■ Supplied material:
use super::completion::{
    self, COMPLETE_MESSAGE, ContentScan, EMPTY_DOWNLOAD_ERROR, Verdict, has_auth_error,
    scan_content_dir,
};
use super::progress::{LineKind, ProgressParser, progress_message};
use super::runner::{ProcessRunner, RunningProcess, ensure_executable};
use crate::host::HostEnvironment;
use crate::metrics::Metrics;
use crate::models::{DEFAULT_MAX_DOWNLOADS, DownloadJob, JobStatus, StartResponse};
use crate::state::{JobEvent, JobStateManager};
use camino::{Utf8Path, Utf8PathBuf};
use std::fmt;
use std::fs;
use std::sync::{Arc, Mutex, PoisonError};
use std::time::Instant;
use thiserror::Error;
use tokio::runtime::Handle;
use tokio::sync::{broadcast, watch};

/// File name of the downloader binary, bundled or custom.
#[cfg(windows)]
pub const DOWNLOADER_BINARY: &str = "DepotDownloaderMod.exe";
#[cfg(not(windows))]
pub const DOWNLOADER_BINARY: &str = "DepotDownloaderMod";

/// Errors raised while starting or running a download
#[derive(Error, Debug)]
pub enum DownloadError {
    #[error("Download already in progress.")]
    AlreadyRunning,

    #[error("Executable not found: {0}")]
    ExecutableNotFound(Utf8PathBuf),

    #[error("Failed to run downloader: {0}")]
    Spawn(#[source] std::io::Error),

    #[error("Failed to create dir {path}: {source}")]
    TargetDir {
        path: Utf8PathBuf,
        #[source]
        source: std::io::Error,
    },

    #[error("Content scan failed: {0}")]
    Scan(String),
}

/// What to download and where.
#[derive(Debug, Clone, PartialEq, Eq)]
pub struct DownloadRequest {
    pub app_id: u32,

    /// Published file id of the Workshop item
    pub content_id: u64,

    pub target_dir: Utf8PathBuf,
}

impl DownloadRequest {
    pub fn new(app_id: u32, content_id: u64, target_dir: impl Into<Utf8PathBuf>) -> Self {
        Self {
            app_id,
            content_id,
            target_dir: target_dir.into(),
        }
    }

    /// Request targeting Steam's own Workshop content directory.
    pub fn for_workshop(steam_root: &Utf8Path, app_id: u32, content_id: u64) -> Self {
        Self::new(
            app_id,
            content_id,
            workshop_content_dir(steam_root, app_id, content_id),
        )
    }
}

/// `<steam_root>/steamapps/workshop/content/<app_id>/<content_id>`
pub fn workshop_content_dir(steam_root: &Utf8Path, app_id: u32, content_id: u64) -> Utf8PathBuf {
    steam_root
        .join("steamapps")
        .join("workshop")
        .join("content")
        .join(app_id.to_string())
        .join(content_id.to_string())
}

/// Downloader command line for a request.
pub fn build_download_args(request: &DownloadRequest, max_downloads: u32) -> Vec<String> {
    vec![
        "-app".to_string(),
        request.app_id.to_string(),
        "-pubfile".to_string(),
        request.content_id.to_string(),
        "-dir".to_string(),
        request.target_dir.to_string(),
        "-max-downloads".to_string(),
        max_downloads.to_string(),
    ]
}

/// Where the resolved downloader came from.
#[derive(Debug, Clone, Copy, PartialEq, Eq)]
pub enum DownloaderSource {
    Custom,
    Bundled,
}

impl fmt::Display for DownloaderSource {
    fn fmt(&self, f: &mut fmt::Formatter<'_>) -> fmt::Result {
        match self {
            DownloaderSource::Custom => f.write_str("Custom (Config)"),
            DownloaderSource::Bundled => f.write_str("Local"),
        }
    }
}

#[derive(Debug, Clone, PartialEq, Eq)]
pub struct ResolvedDownloader {
    pub path: Utf8PathBuf,
    pub source: DownloaderSource,
}

/// Finds the downloader executable.
///
/// A configured custom path wins when it points at the binary itself or at a
/// directory containing [`DOWNLOADER_BINARY`]. Otherwise the copy bundled in
/// the plugin's `backend/` directory is used.
#[derive(Debug, Clone)]
pub struct DownloaderLocator {
    custom_path: Option<Utf8PathBuf>,
    bundled_dir: Utf8PathBuf,
}

impl DownloaderLocator {
    pub fn new(custom_path: Option<Utf8PathBuf>, bundled_dir: impl Into<Utf8PathBuf>) -> Self {
        Self {
            custom_path,
            bundled_dir: bundled_dir.into(),
        }
    }

    pub fn for_plugin(plugin_dir: &Utf8Path, custom_path: Option<Utf8PathBuf>) -> Self {
        Self::new(custom_path, plugin_dir.join("backend"))
    }

    /// Locator for the copy bundled with the plugin the host reports.
    pub fn for_host(host: &dyn HostEnvironment, custom_path: Option<Utf8PathBuf>) -> Self {
        Self::for_plugin(&host.plugin_dir(), custom_path)
    }

    pub fn bundled_path(&self) -> Utf8PathBuf {
        self.bundled_dir.join(DOWNLOADER_BINARY)
    }

    pub fn resolve(&self) -> Result<ResolvedDownloader, DownloadError> {
        if let Some(custom) = &self.custom_path {
            let candidate = if custom.is_dir() {
                Some(custom.join(DOWNLOADER_BINARY))
            } else if custom.is_file() {
                Some(custom.clone())
            } else {
                None
            };

            if let Some(path) = candidate.filter(|p| p.is_file()) {
                return Ok(ResolvedDownloader {
                    path,
                    source: DownloaderSource::Custom,
                });
            }
            tracing::warn!(
                "Custom downloader path {} has no {}, falling back to bundled copy",
                custom,
                DOWNLOADER_BINARY
            );
        }

        let bundled = self.bundled_path();
        if bundled.is_file() {
            Ok(ResolvedDownloader {
                path: bundled,
                source: DownloaderSource::Bundled,
            })
        } else {
            Err(DownloadError::ExecutableNotFound(bundled))
        }
    }
}

struct ActiveJob {
    job_id: u64,
    cancel_tx: watch::Sender<bool>,
}

/// Everything the background task needs, detached from the supervisor.
#[derive(Clone)]
struct JobContext {
    state: JobStateManager,
    locator: DownloaderLocator,
    host: Arc<dyn HostEnvironment>,
    metrics: Option<Arc<Metrics>>,
    parser: Arc<ProgressParser>,
    max_downloads: u32,
}

enum JobEnd {
    Exited(Verdict),
    Cancelled,
}

/// Runs at most one Workshop download at a time.
///
/// [`start`](Self::start) returns as soon as the job is registered; the
/// downloader runs on a task spawned on the runtime handed to
/// [`new`](Self::new). Callers follow progress through
/// [`status`](Self::status) or [`subscribe`](Self::subscribe).
///
/// The child process is owned by that task. [`cancel`](Self::cancel) flips
/// the record to `Cancelled` and signals the task over a watch channel; the
/// task then kills the process.
pub struct DownloadSupervisor {
    ctx: JobContext,
    runtime: Handle,
    active: Mutex<Option<ActiveJob>>,
}

impl DownloadSupervisor {
    pub fn new(
        state: JobStateManager,
        locator: DownloaderLocator,
        host: Arc<dyn HostEnvironment>,
        runtime: Handle,
    ) -> Self {
        Self {
            ctx: JobContext {
                state,
                locator,
                host,
                metrics: None,
                parser: Arc::new(ProgressParser::new()),
                max_downloads: DEFAULT_MAX_DOWNLOADS,
            },
            runtime,
            active: Mutex::new(None),
        }
    }

    pub fn with_metrics(mut self, metrics: Arc<Metrics>) -> Self {
        self.ctx.metrics = Some(metrics);
        self
    }

    /// Parallelism hint passed as `-max-downloads`.
    pub fn with_max_downloads(mut self, max_downloads: u32) -> Self {
        self.ctx.max_downloads = max_downloads.max(1);
        self
    }

    /// Register a new job and launch the downloader in the background.
    ///
    /// Only [`DownloadError::AlreadyRunning`] and
    /// [`DownloadError::TargetDir`] are returned here. A missing executable or
    /// a failed spawn shows up later as a `Failed` job status.
    pub fn start(&self, request: DownloadRequest) -> Result<StartResponse, DownloadError> {
        if self.ctx.state.is_downloading() {
            return Err(DownloadError::AlreadyRunning);
        }

        fs::create_dir_all(&request.target_dir).map_err(|source| DownloadError::TargetDir {
            path: request.target_dir.clone(),
            source,
        })?;

        // Held across begin_job so a concurrent cancel() sees the new sender.
        let mut active = self.active.lock().unwrap_or_else(PoisonError::into_inner);
        let job_id = self.ctx.state.begin_job(request.target_dir.clone())?;
        let (cancel_tx, cancel_rx) = watch::channel(false);
        *active = Some(ActiveJob { job_id, cancel_tx });
        drop(active);

        if let Some(metrics) = &self.ctx.metrics {
            metrics.record_download_started();
        }
        tracing::info!(
            "Starting Workshop download {} for app {} into {}",
            request.content_id,
            request.app_id,
            request.target_dir
        );

        let ctx = self.ctx.clone();
        self.runtime
            .spawn(async move { run_job(ctx, job_id, request, cancel_rx).await });

        Ok(StartResponse { started: true })
    }

    /// Cancel the running job, if any.
    ///
    /// # Returns
    /// `true` if a job was cancelled; cancelling nothing is not an error
    pub fn cancel(&self) -> bool {
        let active = self.active.lock().unwrap_or_else(PoisonError::into_inner);
        let Some(job_id) = self.ctx.state.cancel_job() else {
            tracing::debug!("Cancel requested with no download running");
            return false;
        };

        if let Some(active) = active.as_ref() {
            if active.job_id == job_id {
                let _ = active.cancel_tx.send(true);
            }
        }
        drop(active);

        if let Some(metrics) = &self.ctx.metrics {
            metrics.record_download_cancelled();
        }
        tracing::info!("Download job {} cancelled", job_id);
        true
    }

    /// Snapshot of the job record.
    pub fn status(&self) -> DownloadJob {
        self.ctx.state.snapshot()
    }

    pub fn subscribe(&self) -> broadcast::Receiver<JobEvent> {
        self.ctx.state.subscribe()
    }

    pub fn state(&self) -> &JobStateManager {
        &self.ctx.state
    }
}

async fn run_job(
    ctx: JobContext,
    job_id: u64,
    request: DownloadRequest,
    mut cancel_rx: watch::Receiver<bool>,
) {
    let started = Instant::now();

    let end = consume(&ctx, job_id, &request, &mut cancel_rx).await;
    let elapsed = started.elapsed();

    let Some((status, message, error)) = final_record(end) else {
        return;
    };

    if !ctx.state.finish_job(job_id, status, message.clone(), error) {
        tracing::debug!("Job {} already left Downloading, dropping {}", job_id, status);
        return;
    }

    if status == JobStatus::Done {
        tracing::info!(
            "Download complete in {:.2}s: {}",
            elapsed.as_secs_f32(),
            request.target_dir
        );
        if let Some(metrics) = &ctx.metrics {
            metrics.record_download_completed(elapsed);
        }
        if let Err(e) = ctx.host.reveal_directory(&request.target_dir) {
            tracing::warn!("Failed to open {}: {:#}", request.target_dir, e);
        }
    } else {
        tracing::error!("Download failed: {}", message);
        if let Some(metrics) = &ctx.metrics {
            metrics.record_download_failed(elapsed);
        }
    }
}

/// Status, message and error detail a finished job is recorded with.
/// `None` for a cancelled job, whose record `cancel` already wrote.
fn final_record(
    end: Result<JobEnd, DownloadError>,
) -> Option<(JobStatus, String, Option<String>)> {
    let record = match end {
        Ok(JobEnd::Cancelled) => return None,
        Ok(JobEnd::Exited(Verdict::Done)) => (JobStatus::Done, COMPLETE_MESSAGE.to_string(), None),
        Ok(JobEnd::Exited(verdict @ Verdict::LoginRequired)) => (
            JobStatus::Failed,
            verdict.message().to_string(),
            Some(EMPTY_DOWNLOAD_ERROR.to_string()),
        ),
        Ok(JobEnd::Exited(Verdict::Failed(message))) => (JobStatus::Failed, message, None),
        Err(e @ DownloadError::ExecutableNotFound(_)) => (JobStatus::Failed, e.to_string(), None),
        Err(e) => (JobStatus::Failed, format!("Internal Error: {}", e), None),
    };
    Some(record)
}

async fn consume(
    ctx: &JobContext,
    job_id: u64,
    request: &DownloadRequest,
    cancel_rx: &mut watch::Receiver<bool>,
) -> Result<JobEnd, DownloadError> {
    let resolved = ctx.locator.resolve()?;
    if let Err(e) = ensure_executable(&resolved.path) {
        tracing::warn!("Failed to mark {} executable: {}", resolved.path, e);
    }

    // A job cancelled before this point no longer owns the record.
    let still_running = ctx.state.update_job(job_id, |job| {
        job.message = format!("Starting download ({})...", resolved.source);
    });
    if !still_running || *cancel_rx.borrow() {
        return Ok(JobEnd::Cancelled);
    }

    let args = build_download_args(request, ctx.max_downloads);
    let mut process =
        ProcessRunner::spawn(&resolved.path, &args).map_err(DownloadError::Spawn)?;
    tracing::info!(
        "Downloader started ({}), pid {:?}",
        resolved.source,
        process.id()
    );

    let mut log = Vec::new();
    let mut last_info_line: Option<String> = None;
    let mut cancel_open = true;

    loop {
        tokio::select! {
            changed = cancel_rx.changed(), if cancel_open => {
                if changed.is_err() {
                    cancel_open = false;
                } else if *cancel_rx.borrow_and_update() {
                    return kill(process).await;
                }
            }
            line = process.next_line() => {
                let Some(line) = line else { break };
                record_line(ctx, job_id, &line, &mut last_info_line);
                log.push(line.to_lowercase());
            }
        }
    }

    // Output can close before the process exits; cancel must still reach it.
    let exit_code = loop {
        tokio::select! {
            changed = cancel_rx.changed(), if cancel_open => {
                if changed.is_err() {
                    cancel_open = false;
                } else if *cancel_rx.borrow_and_update() {
                    return kill(process).await;
                }
            }
            status = process.wait() => break status.map_err(DownloadError::Spawn)?,
        }
    };
    tracing::info!("Downloader exited with code {}", exit_code);

    let target = request.target_dir.clone();
    let scan = join_scan(tokio::task::spawn_blocking(move || scan_content_dir(&target))).await?;
    let auth_error = has_auth_error(&log);

    Ok(JobEnd::Exited(completion::evaluate(
        exit_code,
        scan,
        auth_error,
        last_info_line.as_deref(),
    )))
}

fn record_line(ctx: &JobContext, job_id: u64, line: &str, last_info_line: &mut Option<String>) {
    match ctx.parser.classify(line) {
        Some(LineKind::Progress(progress)) => {
            ctx.state.update_job(job_id, |job| {
                job.progress = progress;
                job.message = progress_message(progress);
            });
        }
        Some(LineKind::Info(text)) => {
            tracing::debug!("downloader: {}", text);
            ctx.state.update_job(job_id, |job| job.message = text.clone());
            *last_info_line = Some(text);
        }
        None => {}
    }
}

async fn join_scan(
    handle: tokio::task::JoinHandle<ContentScan>,
) -> Result<ContentScan, DownloadError> {
    handle.await.map_err(|e| {
        tracing::error!("Content scan task failed: {}", e);
        DownloadError::Scan(e.to_string())
    })
}

async fn kill(mut process: RunningProcess) -> Result<JobEnd, DownloadError> {
    if let Err(e) = process.kill().await {
        tracing::warn!("Failed to kill downloader: {}", e);
    }
    Ok(JobEnd::Cancelled)
}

■ Exercise details:
For each line of the entries that contains the word "JobStateManager", make a copy.

■ Solved exercise:
use crate::state::{JobEvent, JobStateManager};
    state: JobStateManager,
        state: JobStateManager,
    pub fn state(&self) -> &JobStateManager {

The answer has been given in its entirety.